# Problem details
Copy out all the records, word for word.

*****

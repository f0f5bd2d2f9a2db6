//! Benchmarks for the event scan and frame extraction pipeline.
//!
//! Run with: cargo bench

use std::fs::File;
use std::io::{BufWriter, Write};
use std::path::Path;

use byteorder::{BigEndian, WriteBytesExt};
use criterion::{Criterion, criterion_group, criterion_main};
use tempfile::TempDir;
use unlog::{EventLog, ExtractConfig, LogProbe, NamingMode, RECORD_TAG, SYNC_WORD};

const CHANNEL: &str = "CAMERA_LEFT";

/// Write a log alternating image frames and pose records, 10 ms apart.
fn write_bench_log(path: &Path, events: u32) {
    let mut writer = BufWriter::new(File::create(path).unwrap());
    let frame_bytes = vec![0xAB; 4096];

    for index in 0..events {
        let timestamp = i64::from(index) * 10_000;
        let (channel, payload) = if index % 2 == 0 {
            (CHANNEL, image_payload(timestamp, &frame_bytes))
        } else {
            ("POSE", vec![0u8; 48])
        };

        writer.write_u32::<BigEndian>(SYNC_WORD).unwrap();
        writer.write_i64::<BigEndian>(i64::from(index)).unwrap();
        writer.write_i64::<BigEndian>(timestamp).unwrap();
        writer.write_u32::<BigEndian>(channel.len() as u32).unwrap();
        writer.write_u32::<BigEndian>(payload.len() as u32).unwrap();
        writer.write_all(channel.as_bytes()).unwrap();
        writer.write_all(&payload).unwrap();
    }
    writer.flush().unwrap();
}

fn image_payload(capture_timestamp: i64, data: &[u8]) -> Vec<u8> {
    let mut payload = Vec::new();
    payload.write_u64::<BigEndian>(RECORD_TAG).unwrap();
    payload.write_i64::<BigEndian>(capture_timestamp).unwrap();
    payload.write_i32::<BigEndian>(64).unwrap();
    payload.write_i32::<BigEndian>(64).unwrap();
    payload.write_i32::<BigEndian>(192).unwrap();
    payload
        .write_i32::<BigEndian>(u32::from_be_bytes(*b"MJPG") as i32)
        .unwrap();
    payload.write_i32::<BigEndian>(data.len() as i32).unwrap();
    payload.extend_from_slice(data);
    payload
}

fn benchmark_event_scan(criterion: &mut Criterion) {
    let dir = TempDir::new().unwrap();
    let log_path = dir.path().join("bench.evl");
    write_bench_log(&log_path, 2_000);

    criterion.bench_function("scan 2000 events", |bencher| {
        bencher.iter(|| {
            let mut log = EventLog::open(&log_path).unwrap();
            let count = log.events().count();
            assert_eq!(count, 2_000);
        });
    });

    criterion.bench_function("probe 2000 events", |bencher| {
        bencher.iter(|| {
            let summary = LogProbe::probe(&log_path).unwrap();
            assert_eq!(summary.event_count, 2_000);
        });
    });
}

fn benchmark_extraction(criterion: &mut Criterion) {
    let dir = TempDir::new().unwrap();
    let log_path = dir.path().join("bench.evl");
    write_bench_log(&log_path, 1_000);

    criterion.bench_function("extract 500 frames (sequence naming)", |bencher| {
        bencher.iter(|| {
            let out = TempDir::new().unwrap();
            let config = ExtractConfig::new(CHANNEL)
                .with_naming(NamingMode::Sequence)
                .with_output_dir(out.path());

            let mut log = EventLog::open(&log_path).unwrap();
            let summary = log.frames().extract(&config).unwrap();
            assert_eq!(summary.frames_written, 500);
        });
    });
}

criterion_group!(benches, benchmark_event_scan, benchmark_extraction);
criterion_main!(benches);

*****

# Reply to the task
repository f0f5bd2d2f9a2db6
//! Benchmarks for the event scan and frame extraction pipeline.
//!
//! Run with: cargo bench

use std::fs::File;
use std::io::{BufWriter, Write};
use std::path::Path;

use byteorder::{BigEndian, WriteBytesExt};
use criterion::{Criterion, criterion_group, criterion_main};
use tempfile::TempDir;
use unlog::{EventLog, ExtractConfig, LogProbe, NamingMode, RECORD_TAG, SYNC_WORD};

const CHANNEL: &str = "CAMERA_LEFT";

/// Write a log alternating image frames and pose records, 10 ms apart.
fn write_bench_log(path: &Path, events: u32) {
    let mut writer = BufWriter::new(File::create(path).unwrap());
    let frame_bytes = vec![0xAB; 4096];

    for index in 0..events {
        let timestamp = i64::from(index) * 10_000;
        let (channel, payload) = if index % 2 == 0 {
            (CHANNEL, image_payload(timestamp, &frame_bytes))
        } else {
            ("POSE", vec![0u8; 48])
        };

        writer.write_u32::<BigEndian>(SYNC_WORD).unwrap();
        writer.write_i64::<BigEndian>(i64::from(index)).unwrap();
        writer.write_i64::<BigEndian>(timestamp).unwrap();
        writer.write_u32::<BigEndian>(channel.len() as u32).unwrap();
        writer.write_u32::<BigEndian>(payload.len() as u32).unwrap();
        writer.write_all(channel.as_bytes()).unwrap();
        writer.write_all(&payload).unwrap();
    }
    writer.flush().unwrap();
}

fn image_payload(capture_timestamp: i64, data: &[u8]) -> Vec<u8> {
    let mut payload = Vec::new();
    payload.write_u64::<BigEndian>(RECORD_TAG).unwrap();
    payload.write_i64::<BigEndian>(capture_timestamp).unwrap();
    payload.write_i32::<BigEndian>(64).unwrap();
    payload.write_i32::<BigEndian>(64).unwrap();
    payload.write_i32::<BigEndian>(192).unwrap();
    payload
        .write_i32::<BigEndian>(u32::from_be_bytes(*b"MJPG") as i32)
        .unwrap();
    payload.write_i32::<BigEndian>(data.len() as i32).unwrap();
    payload.extend_from_slice(data);
    payload
}

fn benchmark_event_scan(criterion: &mut Criterion) {
    let dir = TempDir::new().unwrap();
    let log_path = dir.path().join("bench.evl");
    write_bench_log(&log_path, 2_000);

    criterion.bench_function("scan 2000 events", |bencher| {
        bencher.iter(|| {
            let mut log = EventLog::open(&log_path).unwrap();
            let count = log.events().count();
            assert_eq!(count, 2_000);
        });
    });

    criterion.bench_function("probe 2000 events", |bencher| {
        bencher.iter(|| {
            let summary = LogProbe::probe(&log_path).unwrap();
            assert_eq!(summary.event_count, 2_000);
        });
    });
}

fn benchmark_extraction(criterion: &mut Criterion) {
    let dir = TempDir::new().unwrap();
    let log_path = dir.path().join("bench.evl");
    write_bench_log(&log_path, 1_000);

    criterion.bench_function("extract 500 frames (sequence naming)", |bencher| {
        bencher.iter(|| {
            let out = TempDir::new().unwrap();
            let config = ExtractConfig::new(CHANNEL)
                .with_naming(NamingMode::Sequence)
                .with_output_dir(out.path());

            let mut log = EventLog::open(&log_path).unwrap();
            let summary = log.frames().extract(&config).unwrap();
            assert_eq!(summary.frames_written, 500);
        });
    });
}

criterion_group!(benches, benchmark_event_scan, benchmark_extraction);
criterion_main!(benches);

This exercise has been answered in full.